Il y a cette question récurrente à chaque signature d’un pilote étranger au sein d’une structure Française. “Pourquoi ne pas avoir choisi un pilote Français ?”. Quelle réponse apporte-t-on à cette question ?

La réponse est simple. On a contacté Alexis Fueri l’été dernier mais il a fait d’autres choix. Ensuite, il n’y avait plus personne de disponible en France, Maxime Grau et Marc-Antoine Rossi étaient sous contrat, donc le tour a été vite fait en France pour espérer faire des résultats et travailler sur l’avenir en EMX250. Notre objectif est de rouler devant ou de faire progresser des pilotes qui peuvent faire progresser leur niveau afin d’atteindre les premiers rôles en travaillant avec nous et notre entraineur Thierry Van Den Bosch. Il y a quelques jeunes qui ne sont pas mauvais en France mais ils sont encore trop jeunes pour le niveau de l’Europe 250, qui est très proche de celui du mondial MX2. Il ne faut pas oublier que nous avons Quentin Prugnieres qui est Français !

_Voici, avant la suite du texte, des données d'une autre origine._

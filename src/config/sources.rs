//! Configuration sources, in the order they are layered.

pub mod environment;
pub mod user_file;
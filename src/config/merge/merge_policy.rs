//! Merge rules: defaults first, every later source overrides earlier ones.

use config::builder::DefaultState;
use config::Config;
use config::ConfigBuilder;
use config::ConfigError;

/// Create a Config builder with the built-in defaults applied.
pub fn builder_with_defaults() -> Result<ConfigBuilder<DefaultState>, ConfigError> {
    Config::builder()
        .set_default("queue.linger_ms", 300)?
        .set_default("queue.durations.success_ms", 3000)?
        .set_default("queue.durations.error_ms", 5000)?
        .set_default("queue.durations.warning_ms", 4000)?
        .set_default("queue.durations.info_ms", 3000)?
        .set_default("dialogs.alert_title", "Notice")?
        .set_default("dialogs.confirm_title", "Confirm")?
        .set_default("dialogs.prompt_title", "Input")?
        .set_default("dialogs.ok_label", "OK")?
        .set_default("dialogs.cancel_label", "Cancel")
}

Dans un avenir proche, est-il envisageable de voir Bud Racing Kawasaki tenter l’aventure Américaine en Supercross US, connaissant ton attrait pour les championnats AMA ?

OUI, c’est une possibilité de participer au Supercross US 250 sur la côte Ouest afin de préparer nos pilotes au World Supercross. Si nous voulons rouler devant sur le World SX à l’avenir, et que les meilleurs pilotes Américains se contentent de rester aux USA, on devra faire monter le niveau Français/Européen et former nos pilotes. Dans ce cas, participer au championnat SX US est une évidence en plus du SX Tour et des différents SX Internationaux. On va d’ailleurs construire deux nouvelles pistes de Supercross au BUD Racing training camp afin de pouvoir être autonome dans nos entrainements et progresser, mais aussi pour tester les motos dans des conditions de course.

Matt Moss a décroché le titre de Prince Of Paris en 2022, sous les couleurs Bud Racing Kawasaki

Il y a encore peu, Bud Racing Kawasaki avait un programme sur l’Europe 125, ainsi que des pilotes qui évoluaient sur le mondial MX2. Nous en avons déjà discuté verbalement, mais peut-on expliquer aux lecteurs pourquoi avoir dernièrement décidé de ne plus poursuivre ces programmes ?

Le championnat d’Europe 250 est le championnat de motocross idéal pour les jeunes, c’est le tremplin avant de se battre contre les meilleurs pilotes du championnat du monde MX2. Il correspond bien car on représente Kawasaki en championnat d’Europe et Kawasaki ne fabrique plus de 125cc 2 temps pour l’EMX125. Le Mondial MX2 se déroule sur trop de courses actuellement et les trajets sont trop lointains. En EMX250, on doit travailler pour avoir des motos aussi performantes qu’en Mondial, c’est bien pour continuer d’évoluer dans le développement de pièces et préparations pour BUD racing. On se concentre sur la course et la performance, alors qu’en Mondial, on passe une grosse partie de notre énergie à gérer la logistique, les voyages… et il faut des moyens colossaux.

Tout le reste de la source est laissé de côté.